Ключевые слова: переводческая стратегия, культурно-исторический контекст, идеология, нацио-
нальное мышление, текст, сравнительный анализ.
Перевод литературного произведения относится к числу деятельностных форм познания. Тезис этот в исследовательской среде не вызывает возражений и - как следствие - полемики. Нет сомнения и в том, что любая переводческая практика - это одновременно опыт по истолкованию художественного текста в пространстве культурных знаков и закрепленных за ними смыслов. Стратегия переводческой интерпретации при этом складывается из множественных, разнонаправленных "линий", среди которых имманентные (внутритекстовые) факторы при всей их важности занимают далеко не главное место. Гораздо большим, эстетически "возмущающим" действием в переводах нередко обладают внетекстовые структуры, среди которых традиционно выделяют читательскую аудиторию в широком спектре ее духовного бытования, а также скрытую (но иногда и эксплицитно артикулированную) переводческую позицию - словом, культурно-исторический фон в его "идейном" проявлении. Попытаемся кратко рассмотреть механику "интериоризации" внешнего контекста в переводном произведении, взяв в качестве примера татарские переводы Шекспира.

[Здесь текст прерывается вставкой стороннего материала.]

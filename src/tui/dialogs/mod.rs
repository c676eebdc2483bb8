//! Dialog components for the TUI

pub mod confirm;
pub mod entry;
pub mod limit;
//! Budget Book - Terminal-based personal finance tracker
//!
//! This library provides the core functionality for the Budget Book
//! application. It keeps a ledger of income and expense entries with
//! per-category monthly budget limits, designed for terminal users who
//! prefer CLI and TUI interfaces.
//!
//! # Architecture
//!
//! The crate is organized into the following modules:
//!
//! - `config`: Configuration and path management
//! - `error`: Custom error types
//! - `models`: Core data models (transactions, amounts, months)
//! - `storage`: JSON file storage layer
//! - `services`: Business logic layer
//! - `reports`: Statistics, limit, and analysis reports
//! - `display`: Terminal table and chart formatting
//! - `export`: CSV workbook export
//! - `cli`: Command-line subcommands
//! - `tui`: Interactive terminal interface
//!
//! # Example
//!
//! ```rust,ignore
//! use budgetbook::config::BudgetPaths;
//! use budgetbook::storage::Storage;
//!
//! let paths = BudgetPaths::resolve(None);
//! let storage = Storage::new(paths)?;
//! storage.load_all()?;
//! ```

pub mod cli;
pub mod config;
pub mod display;
pub mod error;
pub mod export;
pub mod models;
pub mod reports;
pub mod services;
pub mod storage;
pub mod tui;

pub use error::BudgetError;
//! Income/expense totals report
//!
//! All-time sums for the statistics view, plus a month-filtered variant
//! backing the spreadsheet export's statistics sheet.

use crate::error::BudgetResult;
use crate::models::{format_signed, Amount, MonthKey, Transaction};
use crate::storage::Storage;

/// Income, expense, and balance over a set of entries
#[derive(Debug, Clone, Default)]
pub struct TotalsReport {
    /// Sum of all income amounts
    pub total_income: Amount,
    /// Sum of all expense amounts
    pub total_expense: Amount,
    /// income - expense; can go negative
    pub balance: i64,
    /// Number of entries considered
    pub transaction_count: usize,
}

impl TotalsReport {
    /// Generate totals over the full ledger (no month filter)
    pub fn generate(storage: &Storage) -> BudgetResult<Self> {
        let entries = storage.ledger.all()?;
        Ok(Self::fold(&entries))
    }

    /// Generate totals over one month, using the date-substring rule
    pub fn generate_for_month(storage: &Storage, month: MonthKey) -> BudgetResult<Self> {
        let key = month.to_string();
        let entries: Vec<Transaction> = storage
            .ledger
            .all()?
            .into_iter()
            .filter(|t| t.date.contains(&key))
            .collect();
        Ok(Self::fold(&entries))
    }

    fn fold(entries: &[Transaction]) -> Self {
        let total_income: Amount = entries
            .iter()
            .filter(|t| t.is_income())
            .map(|t| t.amount)
            .sum();
        let total_expense: Amount = entries
            .iter()
            .filter(|t| t.is_expense())
            .map(|t| t.amount)
            .sum();

        Self {
            total_income,
            total_expense,
            balance: total_income.units() as i64 - total_expense.units() as i64,
            transaction_count: entries.len(),
        }
    }

    /// Expense as a percentage of income; 0 when there is no income
    pub fn expense_ratio(&self) -> f64 {
        if self.total_income.is_zero() {
            0.0
        } else {
            self.total_expense.units() as f64 / self.total_income.units() as f64 * 100.0
        }
    }

    /// Render the statistics lines for terminal output
    pub fn format_terminal(&self) -> String {
        let mut output = String::new();
        output.push_str("Statistics\n");
        output.push_str(&"=".repeat(40));
        output.push('\n');
        output.push_str(&format!("Total Income:  {}\n", self.total_income));
        output.push_str(&format!("Total Expense: {}\n", self.total_expense));
        output.push_str(&format!("Balance:       {}\n", format_signed(self.balance)));
        output.push_str(&format!("Transactions:  {}\n", self.transaction_count));
        output
    }
}

#[cfg(test)]
mod tests {
    use super::*;
    use crate::config::BudgetPaths;
    use crate::models::TransactionKind;
    use tempfile::TempDir;

    fn storage_with(entries: &[(u64, &str, &str, TransactionKind)]) -> (TempDir, Storage) {
        let temp_dir = TempDir::new().unwrap();
        let paths = BudgetPaths::with_base_dir(temp_dir.path().to_path_buf());
        let storage = Storage::new(paths).unwrap();
        storage.load_all().unwrap();
        for (amount, category, date, kind) in entries {
            storage
                .ledger
                .append(Transaction::new(Amount::new(*amount), *category, *date, *kind))
                .unwrap();
        }
        (temp_dir, storage)
    }

    #[test]
    fn test_all_time_totals() {
        let (_guard, storage) = storage_with(&[
            (3000, "Salary", "2025-01-01", TransactionKind::Income),
            (200, "Food", "2025-01-10", TransactionKind::Expense),
            (500, "Other", "2024-06-01", TransactionKind::Income),
            (100, "Food", "2024-06-02", TransactionKind::Expense),
        ]);

        let report = TotalsReport::generate(&storage).unwrap();
        assert_eq!(report.total_income, Amount::new(3500));
        assert_eq!(report.total_expense, Amount::new(300));
        assert_eq!(report.balance, 3200);
        assert_eq!(report.transaction_count, 4);
    }

    #[test]
    fn test_balance_can_go_negative() {
        let (_guard, storage) = storage_with(&[
            (100, "Salary", "2025-01-01", TransactionKind::Income),
            (250, "Food", "2025-01-02", TransactionKind::Expense),
        ]);

        let report = TotalsReport::generate(&storage).unwrap();
        assert_eq!(report.balance, -150);
        assert!(report.format_terminal().contains("-$150"));
    }

    #[test]
    fn test_month_filter_uses_substring_rule() {
        let (_guard, storage) = storage_with(&[
            (3000, "Salary", "2025-01-01", TransactionKind::Income),
            (200, "Food", "2025-01-10", TransactionKind::Expense),
            (999, "Food", "2025-02-10", TransactionKind::Expense),
            (50, "Other", "checked 2025-01 later", TransactionKind::Expense),
        ]);

        let report = TotalsReport::generate_for_month(&storage, MonthKey::new(2025, 1)).unwrap();
        assert_eq!(report.total_income, Amount::new(3000));
        assert_eq!(report.total_expense, Amount::new(250));
        assert_eq!(report.transaction_count, 3);
    }

    #[test]
    fn test_expense_ratio() {
        let (_guard, storage) = storage_with(&[
            (1000, "Salary", "2025-01-01", TransactionKind::Income),
            (333, "Food", "2025-01-10", TransactionKind::Expense),
        ]);

        let report = TotalsReport::generate(&storage).unwrap();
        assert!((report.expense_ratio() - 33.3).abs() < 1e-9);
    }

    #[test]
    fn test_expense_ratio_zero_income() {
        let (_guard, storage) =
            storage_with(&[(333, "Food", "2025-01-10", TransactionKind::Expense)]);

        let report = TotalsReport::generate(&storage).unwrap();
        assert_eq!(report.expense_ratio(), 0.0);
    }
}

Следует сказать, что Шекспир стал предметом татарской эстетической рецепции в конце XIX века. При этом с самого начала освоение литературного мира английского драматурга осуществлялось по трем важным направлениям. Во-первых, шекспировское творчество входило сущностным элементом в состав татарской художественной картины мира, формировавшейся в начале XX столетия как точка пересечения национальных, восточных и западноевропейских представлений. Во-вторых, поэтика Шекспира
рассматривалась в это время под углом литературно-критического анализа. В-третьих, наследие Шекспира переводилось на татарский язык в соответствие с теми принципами, которые отстаивались переводчиками новой поколенческой волны. О первых двух векторах рецепции в татарском литературоведении речь уже шла [1], и выводы этих пунктов сводятся к тому, что Шекспир оказался близок татарским писателям, благодаря психологическому рисунку своих пьес. Что касается татарских переводов, то эта сторона восприятия оказалась исследована несравненно хуже, ибо, кроме перечисления текстов английского поэта, подвергшихся переводу, за редким исключением [2], мы не имеем ничего, что по-настоящему стимулировало бы интерес к теоретическим основаниям татарской переводной рецепции.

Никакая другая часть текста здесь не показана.